Secondly, the equality we seek begins with equality of educational opportunity. Christians have always been in the forefront of those demanding literacy and education for all. For to educate (educare) is to lead people out into their fullest created potential, so that they may become everything God intends them to be. For example, equal educational opportunity means not that every child is sent to college, but that every child capable of benefiting from a college education will be able to have one. No child should be disadvantaged. It is a question of justice.

Thirdly, equality abolishes extreme social disparity. Julius Nyerere, ex-President of Tanzania, said in his Arusha Declaration that he wanted to build a nation in which ‘no man is ashamed of his poverty in the light of another’s affluence, and no man has to be ashamed of his affluence in the light of another’s poverty.’

The same dilemma confronts missionaries. Should they ‘go bush’, becoming in all things like the nationals they work among? Or should they continue to enjoy western affluence without any modification of their lifestyle? Probably neither. The Willowbank Report on ‘Gospel and Culture’ (1978) suggests that they should rather develop a standard of living ‘which finds it natural to exchange hospitality with others on a basis of reciprocity, without embarrassment’ (Making Christ Known. Eerdmans/Paternoster, 1996, p. 82.

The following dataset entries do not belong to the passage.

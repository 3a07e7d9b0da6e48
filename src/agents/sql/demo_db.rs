//! Demo SQLite database: schema, seed rows and indexes.
//!
//! The file is deleted and rebuilt every time the SQL agent starts, so runs
//! never see each other's data.

use std::path::Path;

use rusqlite::{Connection, params};
use tracing::info;

use crate::error::AppError;

pub const TABLES: &[&str] = &["users", "products", "orders", "departments", "sales_targets"];

const SCHEMA: &str = "
CREATE TABLE users (
    id INTEGER PRIMARY KEY AUTOINCREMENT,
    name TEXT NOT NULL,
    age INTEGER NOT NULL,
    email TEXT UNIQUE,
    department TEXT,
    salary INTEGER,
    hire_date DATE,
    manager_id INTEGER,
    city TEXT,
    performance_score REAL,
    FOREIGN KEY (manager_id) REFERENCES users (id)
);
CREATE TABLE products (
    id INTEGER PRIMARY KEY AUTOINCREMENT,
    name TEXT NOT NULL,
    price REAL NOT NULL,
    category TEXT,
    stock INTEGER DEFAULT 0,
    supplier TEXT,
    created_date DATE,
    rating REAL,
    description TEXT
);
CREATE TABLE orders (
    id INTEGER PRIMARY KEY AUTOINCREMENT,
    user_id INTEGER,
    product_id INTEGER,
    quantity INTEGER,
    order_date DATE,
    status TEXT DEFAULT 'pending',
    total_amount REAL,
    discount REAL DEFAULT 0,
    FOREIGN KEY (user_id) REFERENCES users (id),
    FOREIGN KEY (product_id) REFERENCES products (id)
);
CREATE TABLE departments (
    id INTEGER PRIMARY KEY AUTOINCREMENT,
    name TEXT NOT NULL UNIQUE,
    budget INTEGER,
    manager_id INTEGER,
    location TEXT,
    FOREIGN KEY (manager_id) REFERENCES users (id)
);
CREATE TABLE sales_targets (
    id INTEGER PRIMARY KEY AUTOINCREMENT,
    department TEXT,
    month TEXT,
    target_amount INTEGER,
    actual_amount INTEGER,
    year INTEGER
);
";

const INDEXES: &str = "
CREATE INDEX IF NOT EXISTS idx_users_department ON users(department);
CREATE INDEX IF NOT EXISTS idx_users_salary ON users(salary);
CREATE INDEX IF NOT EXISTS idx_products_category ON products(category);
CREATE INDEX IF NOT EXISTS idx_orders_user_id ON orders(user_id);
CREATE INDEX IF NOT EXISTS idx_orders_product_id ON orders(product_id);
";

const DEPARTMENTS: &[(&str, i64, &str)] = &[
    ("Engineering", 500_000, "Bangkok"),
    ("Marketing", 300_000, "Bangkok"),
    ("Sales", 400_000, "Chiang Mai"),
    ("HR", 200_000, "Bangkok"),
    ("Finance", 350_000, "Bangkok"),
];

// name, age, email, department, salary, hire_date, manager_id, city, performance_score
type UserRow = (&'static str, i64, &'static str, &'static str, i64, &'static str, Option<i64>, &'static str, f64);

const USERS: &[UserRow] = &[
    ("สมชาย วงศ์ใหญ่", 35, "somchai@company.com", "Engineering", 85_000, "2020-01-15", None, "Bangkok", 4.5),
    ("สมหญิง ดีมาก", 28, "somying@company.com", "Marketing", 65_000, "2021-03-20", Some(1), "Bangkok", 4.2),
    ("วิชาญ เก่งมาก", 42, "wichan@company.com", "Engineering", 95_000, "2018-07-10", None, "Bangkok", 4.8),
    ("นันทนา สวยงาม", 30, "nantana@company.com", "Sales", 70_000, "2019-11-05", Some(3), "Chiang Mai", 4.3),
    ("ประสิทธิ์ มั่นใจ", 38, "prasit@company.com", "HR", 60_000, "2019-05-12", None, "Bangkok", 4.1),
    ("อรุณ ขยัน", 26, "arun@company.com", "Marketing", 55_000, "2022-01-08", Some(2), "Bangkok", 3.9),
    ("สุดา เฉลียว", 33, "suda@company.com", "Finance", 75_000, "2020-09-15", None, "Bangkok", 4.4),
    ("พิมพ์ใจ รัก", 29, "pimjai@company.com", "Sales", 68_000, "2021-06-20", Some(4), "Chiang Mai", 4.6),
];

// name, price, category, stock, supplier, rating, description
type ProductRow = (&'static str, f64, &'static str, i64, &'static str, f64, &'static str);

const PRODUCTS: &[ProductRow] = &[
    ("MacBook Pro", 89_000.0, "Electronics", 25, "Apple Thailand", 4.7, "High-performance laptop"),
    ("iPhone 15", 35_000.0, "Electronics", 50, "Apple Thailand", 4.5, "Latest smartphone"),
    ("Samsung Monitor", 15_000.0, "Electronics", 80, "Samsung", 4.3, "27-inch 4K monitor"),
    ("Wireless Mouse", 1_500.0, "Electronics", 200, "Logitech", 4.2, "Ergonomic wireless mouse"),
    ("Mechanical Keyboard", 3_500.0, "Electronics", 150, "Corsair", 4.4, "RGB mechanical keyboard"),
    ("Office Chair", 12_000.0, "Furniture", 30, "Herman Miller", 4.6, "Ergonomic office chair"),
    ("Standing Desk", 25_000.0, "Furniture", 20, "IKEA", 4.1, "Height-adjustable desk"),
    ("Tablet", 18_000.0, "Electronics", 60, "Samsung", 4.0, "Android tablet"),
    ("Headphones", 8_000.0, "Electronics", 100, "Sony", 4.5, "Noise-canceling headphones"),
    ("Webcam", 4_500.0, "Electronics", 75, "Logitech", 4.2, "HD webcam for meetings"),
];

const PRODUCT_CREATED: &str = "2024-01-01";

// user_id, product_id, quantity, order_date, status, total_amount, discount
type OrderRow = (i64, i64, i64, &'static str, &'static str, f64, f64);

const ORDERS: &[OrderRow] = &[
    (1, 1, 2, "2024-01-15", "completed", 70_000.0, 5_000.0),
    (2, 1, 1, "2024-01-16", "completed", 89_000.0, 0.0),
    (1, 3, 1, "2024-01-17", "pending", 15_000.0, 0.0),
    (3, 2, 3, "2024-01-18", "completed", 105_000.0, 10_000.0),
    (4, 4, 1, "2024-01-19", "shipped", 1_500.0, 0.0),
    (5, 5, 2, "2024-01-20", "completed", 7_000.0, 1_000.0),
    (6, 6, 1, "2024-01-21", "pending", 12_000.0, 0.0),
    (7, 7, 3, "2024-01-22", "completed", 54_000.0, 4_000.0),
    (8, 8, 1, "2024-01-23", "shipped", 4_500.0, 0.0),
    (1, 9, 2, "2024-01-24", "completed", 16_000.0, 0.0),
];

const SALES_TARGETS: &[(&str, &str, i64, i64, i64)] = &[
    ("Sales", "January", 500_000, 480_000, 2024),
    ("Sales", "February", 520_000, 510_000, 2024),
    ("Marketing", "January", 300_000, 290_000, 2024),
    ("Marketing", "February", 310_000, 320_000, 2024),
];

fn sql_err(what: &str) -> impl Fn(rusqlite::Error) -> AppError + '_ {
    move |e| AppError::Sql(format!("{what}: {e}"))
}

/// Open the database with foreign keys on and a busy timeout.
pub fn open_conn(db_path: &Path) -> Result<Connection, AppError> {
    let conn = Connection::open(db_path)
        .map_err(|e| AppError::Sql(format!("open {}: {e}", db_path.display())))?;
    conn.pragma_update(None, "foreign_keys", "ON")
        .map_err(sql_err("set foreign_keys ON"))?;
    conn.pragma_update(None, "busy_timeout", 5000)
        .map_err(sql_err("set busy_timeout"))?;
    Ok(conn)
}

/// Delete `db_path` if present and rebuild it with schema, seed data and
/// indexes.
pub fn recreate(db_path: &Path) -> Result<(), AppError> {
    if db_path.exists() {
        std::fs::remove_file(db_path)?;
    }
    if let Some(parent) = db_path.parent().filter(|p| !p.as_os_str().is_empty()) {
        std::fs::create_dir_all(parent)?;
    }

    let mut conn = open_conn(db_path)?;
    conn.execute_batch(SCHEMA).map_err(sql_err("create schema"))?;

    let tx = conn.transaction().map_err(sql_err("begin seed"))?;
    for (name, budget, location) in DEPARTMENTS {
        tx.execute(
            "INSERT INTO departments (name, budget, manager_id, location) VALUES (?1, ?2, NULL, ?3)",
            params![name, budget, location],
        )
        .map_err(sql_err("seed departments"))?;
    }
    for (name, age, email, dept, salary, hired, manager, city, score) in USERS {
        tx.execute(
            "INSERT INTO users (name, age, email, department, salary, hire_date, manager_id, city, performance_score)
             VALUES (?1, ?2, ?3, ?4, ?5, ?6, ?7, ?8, ?9)",
            params![name, age, email, dept, salary, hired, manager, city, score],
        )
        .map_err(sql_err("seed users"))?;
    }
    for (name, price, category, stock, supplier, rating, description) in PRODUCTS {
        tx.execute(
            "INSERT INTO products (name, price, category, stock, supplier, created_date, rating, description)
             VALUES (?1, ?2, ?3, ?4, ?5, ?6, ?7, ?8)",
            params![name, price, category, stock, supplier, PRODUCT_CREATED, rating, description],
        )
        .map_err(sql_err("seed products"))?;
    }
    for (user_id, product_id, quantity, date, status, total, discount) in ORDERS {
        tx.execute(
            "INSERT INTO orders (user_id, product_id, quantity, order_date, status, total_amount, discount)
             VALUES (?1, ?2, ?3, ?4, ?5, ?6, ?7)",
            params![user_id, product_id, quantity, date, status, total, discount],
        )
        .map_err(sql_err("seed orders"))?;
    }
    for (dept, month, target, actual, year) in SALES_TARGETS {
        tx.execute(
            "INSERT INTO sales_targets (department, month, target_amount, actual_amount, year)
             VALUES (?1, ?2, ?3, ?4, ?5)",
            params![dept, month, target, actual, year],
        )
        .map_err(sql_err("seed sales_targets"))?;
    }
    tx.commit().map_err(sql_err("commit seed"))?;

    conn.execute_batch(INDEXES).map_err(sql_err("create indexes"))?;
    info!(path = %db_path.display(), "demo database ready");
    Ok(())
}

/// `CREATE TABLE` statements of the demo tables, in [`TABLES`] order.
pub fn schema_text(conn: &Connection) -> Result<String, AppError> {
    let mut stmt = conn
        .prepare("SELECT sql FROM sqlite_master WHERE type = 'table' AND name = ?1")
        .map_err(sql_err("prepare schema"))?;
    let mut parts = Vec::with_capacity(TABLES.len());
    for table in TABLES {
        let sql: String = stmt
            .query_row(params![table], |row| row.get(0))
            .map_err(sql_err("read schema"))?;
        parts.push(sql);
    }
    Ok(parts.join(";\n\n") + ";")
}

#[cfg(test)]
mod tests {
    use super::*;
    use tempfile::TempDir;

    fn count(conn: &Connection, table: &str) -> i64 {
        conn.query_row(&format!("SELECT COUNT(*) FROM {table}"), [], |r| r.get(0)).unwrap()
    }

    #[test]
    fn recreate_seeds_every_table() {
        let dir = TempDir::new().unwrap();
        let path = dir.path().join("demo.db");
        recreate(&path).unwrap();
        let conn = open_conn(&path).unwrap();
        assert_eq!(count(&conn, "users"), 8);
        assert_eq!(count(&conn, "products"), 10);
        assert_eq!(count(&conn, "orders"), 10);
        assert_eq!(count(&conn, "departments"), 5);
        assert_eq!(count(&conn, "sales_targets"), 4);
    }

    #[test]
    fn recreate_discards_previous_rows() {
        let dir = TempDir::new().unwrap();
        let path = dir.path().join("demo.db");
        recreate(&path).unwrap();
        open_conn(&path)
            .unwrap()
            .execute("DELETE FROM orders", [])
            .unwrap();
        recreate(&path).unwrap();
        assert_eq!(count(&open_conn(&path).unwrap(), "orders"), 10);
    }

    #[test]
    fn schema_lists_all_tables() {
        let dir = TempDir::new().unwrap();
        let path = dir.path().join("demo.db");
        recreate(&path).unwrap();
        let schema = schema_text(&open_conn(&path).unwrap()).unwrap();
        for table in TABLES {
            assert!(schema.contains(&format!("CREATE TABLE {table}")));
        }
    }
}
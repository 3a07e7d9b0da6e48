//! Every template an agent loads from config/prompts must exist and expose
//! the variables that agent fills in.

use std::path::{Path, PathBuf};

use ollama_agents::agents::core::prompt::PromptTemplate;
use ollama_agents::agents::summarize::SummaryType;

fn prompts_dir() -> PathBuf {
    Path::new(env!("CARGO_MANIFEST_DIR")).join("config/prompts")
}

fn assert_vars(name: &str, expected: &[&str]) {
    let template = PromptTemplate::load(&prompts_dir(), name).unwrap_or_else(|e| panic!("{name}: {e}"));
    let vars = template.variables();
    for var in expected {
        assert!(vars.iter().any(|v| v == var), "{name} should contain {{{{{var}}}}}, found {vars:?}");
    }
    assert_eq!(vars.len(), expected.len(), "{name} has unexpected variables: {vars:?}");
}

#[test]
fn persona_layer_is_not_empty() {
    let text = std::fs::read_to_string(prompts_dir().join("id.md")).unwrap();
    assert!(!text.trim().is_empty());
}

#[test]
fn single_task_templates() {
    assert_vars("explain_topic.txt", &["topic"]);
    assert_vars("codegen.txt", &["description"]);
    assert_vars("extract.txt", &["text"]);
    assert_vars("classify.txt", &["text"]);
    assert_vars("translate.txt", &["text", "target_language"]);
    assert_vars("sentiment.txt", &["text"]);
    assert_vars("creative_story.txt", &["idea"]);
    assert_vars("creative_poem.txt", &["story"]);
}

#[test]
fn summary_templates_cover_every_type() {
    for summary_type in SummaryType::ALL {
        assert_vars(&summary_type.template(), &["content"]);
    }
}

#[test]
fn retrieval_templates() {
    assert_vars("rag_qa.txt", &["context", "question"]);
    assert_vars("kb_qa.txt", &["context", "question"]);
    assert_vars("kg_extract.txt", &["text"]);
    assert_vars("kg_query.txt", &["question"]);
}

#[test]
fn sql_templates() {
    assert_vars("sql_system.txt", &["schema"]);
    assert_vars("sql_query.txt", &["chat_history", "question"]);
}

#[test]
fn react_template_ends_in_open_thought() {
    assert_vars("react.txt", &["prefix", "tools", "tool_names", "chat_history", "input", "scratchpad"]);
    let template = PromptTemplate::load(&prompts_dir(), "react.txt").unwrap();
    assert!(template.text().ends_with("Thought:{{scratchpad}}"));
    assert!(template.text().contains("Final Answer:"));
}

#[test]
fn fact_check_template() {
    assert_vars("fact_check.txt", &["claim", "evidence"]);
}
async fn dispatch(ctx: AgentContext, command: Commands) -> Result<(), AppError> {
    match command {
        Commands::Ping => {
            ctx.llm.ping().await?;
            println!("✓ {} is reachable", ctx.llm.model_name());
        }

        Commands::Explain { topics, custom_prompt, subject } => {
            let agent = BasicAgent::new(ctx);
            if let Some(template) = custom_prompt {
                let subject = subject.as_deref().unwrap_or(basic::DEMO_SUBJECT);
                println!("{}", agent.custom_query(&template, &[("subject", subject)]).await);
            } else if let [topic] = topics.as_slice() {
                println!("{}", agent.explain_topic(topic).await);
            } else {
                let topics = if topics.is_empty() {
                    basic::DEMO_TOPICS.iter().map(|t| t.to_string()).collect()
                } else {
                    topics
                };
                for (topic, answer) in agent.batch_explain(&topics).await {
                    println!("=== {topic} ===\n{}\n", preview(&answer, basic::PREVIEW_CHARS));
                }
            }
        }

        Commands::Codegen { description } => {
            let description = description.as_deref().unwrap_or(codegen::DEMO_DESCRIPTION);
            println!("{}", CodeGenAgent::new(ctx).generate_code(description).await);
        }

        Commands::Creative { idea } => {
            let idea = idea.as_deref().unwrap_or(creative::DEMO_IDEA);
            let work = CreativeAgent::new(ctx).create(idea).await?;
            println!("=== Story ===\n{}\n\n=== Poem ===\n{}", work.story, work.poem);
        }

        Commands::Extract { text } => {
            let text = text.as_deref().unwrap_or(extract::DEMO_TEXT);
            println!("{}", ExtractionAgent::new(ctx).extract(text).await);
        }

        Commands::Classify { text } => {
            let text = text.as_deref().unwrap_or(classify::DEMO_TEXT);
            println!("{}", ClassificationAgent::new(ctx).classify(text).await);
        }

        Commands::Translate { text, to } => {
            let text = text.as_deref().unwrap_or(translate::DEMO_TEXT);
            println!("{}", TranslationAgent::new(ctx).translate(text, &to).await);
        }

        Commands::Sentiment { text, examples, file } => {
            let agent = SentimentAgent::new(ctx);
            if examples {
                for (text, result) in agent.analyze_examples().await {
                    println!("{text}\n  -> {result}\n");
                }
            } else if let Some(path) = file {
                for item in agent.analyze_file(&path).await? {
                    println!("[{}] {}\n  -> {}\n", item.line, preview(&item.text, 80), item.result);
                }
            } else if let Some(text) = text {
                println!("{}", agent.analyze(&text).await);
            } else {
                interactive("Text: ", async |line: &str| agent.analyze(line).await).await?;
            }
        }

        Commands::Summarize { file, summary_type, multi, save } => {
            let agent = SummarizationAgent::new(ctx);
            if multi {
                let content = match &file {
                    Some(path) => tokio::fs::read_to_string(path).await?,
                    None => summarize::DEMO_CONTENT.to_string(),
                };
                for result in agent.multi_type_summary(&content).await {
                    println!("=== {} ===\n{}\n", result.summary_type, result.summary.as_deref().unwrap_or("-"));
                }
            } else {
                let result = match &file {
                    Some(path) => agent.summarize_from_file(path, summary_type).await,
                    None => agent.summarize(summarize::DEMO_CONTENT, summary_type).await,
                };
                match (&result.summary, &result.error) {
                    (Some(summary), _) => println!("{summary}"),
                    (None, Some(err)) => eprintln!("summary failed: {err}"),
                    (None, None) => {}
                }
                if let Some(path) = save {
                    summarize::save_summary(&result, &path, true)?;
                    println!("saved to {}", path.display());
                }
            }
        }

        Commands::Kg { text, question } => {
            let mut agent = KnowledgeGraphAgent::new(ctx);
            let added = agent.build_graph_from_text(text.as_deref().unwrap_or(knowledge_graph::DEMO_TEXT)).await?;
            println!("{added} relation(s) extracted:");
            for edge in agent.graph().edges() {
                println!("  {edge}");
            }
            let question = question.as_deref().unwrap_or(knowledge_graph::DEMO_QUESTION);
            println!("\nQ: {question}\n{}", agent.query(question).await);
        }

        Commands::Rag { file, questions } => {
            let mut system = RagSystem::new(ctx);
            let chunks = system.load_documents(&file);
            system.create_vectorstore(chunks).await?;
            let questions = if questions.is_empty() {
                rag::DEFAULT_QUESTIONS.iter().map(|q| q.to_string()).collect()
            } else {
                questions
            };
            for q in &questions {
                let answer = system.query(q).await;
                println!("Q: {q}\nA: {}", answer.answer);
                println!("Sources: {}\n", answer.unique_sources().join(", "));
            }
        }

        Commands::Multidoc { files, question } => {
            let mut agent = MultiDocAgent::new(ctx);
            let chunks = agent.load_documents(&files)?;
            agent.create_vectorstore(chunks).await?;
            let question = question.as_deref().unwrap_or(multidoc::DEMO_QUESTION);
            let answer = agent.query(question).await;
            println!("Q: {question}\nA: {}", answer.answer);
            println!("Sources: {}", answer.unique_sources().join(", "));
        }

        Commands::Kb { questions, demo, export } => {
            let mut base = KnowledgeBase::with_defaults(ctx).await?;
            if demo {
                for q in kb::DEMO_QUERIES {
                    print_kb_answer(&base.query(q).await);
                }
                let (texts, metadata): (Vec<String>, Vec<_>) = kb::DEMO_EXTRA_DOCUMENTS
                    .iter()
                    .map(|(text, source, topic)| (text.to_string(), kb::demo_metadata(source, topic)))
                    .unzip();
                let added = base.add_documents(&texts, &metadata).await?;
                println!("added {added} chunk(s)\n");
                print_kb_answer(&base.query(kb::DEMO_FOLLOW_UP).await);
            } else if questions.is_empty() {
                interactive("Question: ", async |line: &str| {
                    let answer = base.query(line).await;
                    format!("{}\n({} source(s))", answer.answer, answer.sources.len())
                })
                .await?;
            } else {
                for q in &questions {
                    print_kb_answer(&base.query(q).await);
                }
            }
            let stats = base.stats();
            println!(
                "{} interaction(s), {:.1} source(s) on average",
                stats.total_interactions, stats.average_sources
            );
            if let Some(path) = export {
                base.export_log(&path)?;
                println!("log written to {}", path.display());
            }
        }

        #[cfg(feature = "plugin-sql")]
        Commands::Sql { questions, performance, analytics, suggest, schema, export } => {
            let mut agent = SqlAgent::new(ctx)?;
            if schema {
                println!("{}", agent.schema()?);
            } else if suggest {
                for q in agent.suggest_questions() {
                    println!("- {q}");
                }
            } else if analytics {
                print_json(&agent.analytics()?)?;
            } else if performance {
                let report = agent.test_performance().await;
                for r in &report.results {
                    println!("{} {} ({:.2}s)\n  -> {}", if r.success { "✓" } else { "✗" }, r.question, r.processing_time, r.answer);
                }
                println!(
                    "\n{}/{} succeeded, {:.2}s total, {:.2}s average",
                    report.successful, report.total_questions, report.total_time, report.average_time
                );
            } else if questions.is_empty() {
                interactive("Question: ", async |line: &str| agent.query(line).await.answer).await?;
            } else {
                for q in &questions {
                    let result = agent.query(q).await;
                    println!("Q: {q}\nA: {}\n", result.answer);
                }
            }
            if let Some(dir) = export {
                let path = agent.export_history(&dir)?;
                println!("history written to {}", path.display());
            }
        }

        Commands::WebSearch { questions, demo } => {
            let mut agent = WebSearchAgent::new(ctx)?;
            if demo || !questions.is_empty() {
                let queries: Vec<String> = if demo {
                    web_search::DEMO_QUERIES.iter().map(|q| q.to_string()).collect()
                } else {
                    questions
                };
                for q in &queries {
                    let response = agent.query(q).await;
                    println!("Q: {q}\nA: {}\n", response.output);
                }
            } else {
                interactive("You: ", async |line: &str| {
                    if line.eq_ignore_ascii_case("clear") {
                        agent.clear_memory();
                        return "Memory cleared.".to_string();
                    }
                    agent.query(line).await.output
                })
                .await?;
            }
        }

        Commands::FactCheck { claim } => {
            let agent = FactCheckAgent::new(ctx)?;
            let report = agent.check(claim.as_deref().unwrap_or(fact_check::DEMO_CLAIM)).await?;
            println!("Claim: {}\n\nEvidence:\n{}\n\nVerdict:\n{}", report.claim, report.evidence, report.verdict);
        }

        Commands::ToolMemory { questions } => {
            let mut agent = ToolMemoryAgent::new(ctx);
            if questions.is_empty() {
                let outcome = agent.ask(tool_memory::DEMO_QUESTION).await?;
                println!("Q: {}\nA: {}", tool_memory::DEMO_QUESTION, outcome.output);
                interactive("You: ", async |line: &str| match agent.ask(line).await {
                    Ok(outcome) => outcome.output,
                    Err(e) => format!("error: {e}"),
                })
                .await?;
            } else {
                for q in &questions {
                    let outcome = agent.ask(q).await?;
                    println!("Q: {q}\nA: {}\n", outcome.output);
                }
            }
        }
    }
    Ok(())
}
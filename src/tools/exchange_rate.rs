//! Demo exchange-rate tool. Always answers with a fixed THB/USD rate.

/// Baht per US dollar.
pub const THB_PER_USD: f64 = 36.50;

/// Alternate names the model may use for this tool.
pub const ALIASES: &[&str] = &["ตรวจสอบอัตราแลกเปลี่ยน", "อัตราแลกเปลี่ยน", "ดูอัตราแลกเปลี่ยน", "check_exchange_rate"];

/// Input is ignored.
pub fn get_exchange_rate(_input: &str) -> String {
    format!("Today's exchange rate is {THB_PER_USD:.2} THB/USD ({THB_PER_USD:.2} บาท/ดอลลาร์)")
}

In other words, if we are embarrassed either to visit other people in their home, or to invite them into ours, because of the disparity of our economic lifestyles, - something is wrong. The inequality is too great. It has broken the fellowship. There needs to be a measure of equalization in one or other direction or in both. And Christian giving contributes to this equality.

6. Christian giving must be carefully supervised (8:16-24).
    I thank God, who put into the heart of Titus the same concern I have for you. For Titus not only welcomed our appeal, but he is coming to you with much enthusiasm and on his own initiative. And we are sending along with him the brother who is praised by all the churches for his service to the gospel. What is more, he was chosen by the churches to accompany us as we carry the offering, which we administer in order to honor the Lord himself and to show our eagerness to help. We want to avoid any criticism of the way we administer this liberal gift. For we are taking pains to do what is right, not only in the eyes of the Lord but also in the eyes of men.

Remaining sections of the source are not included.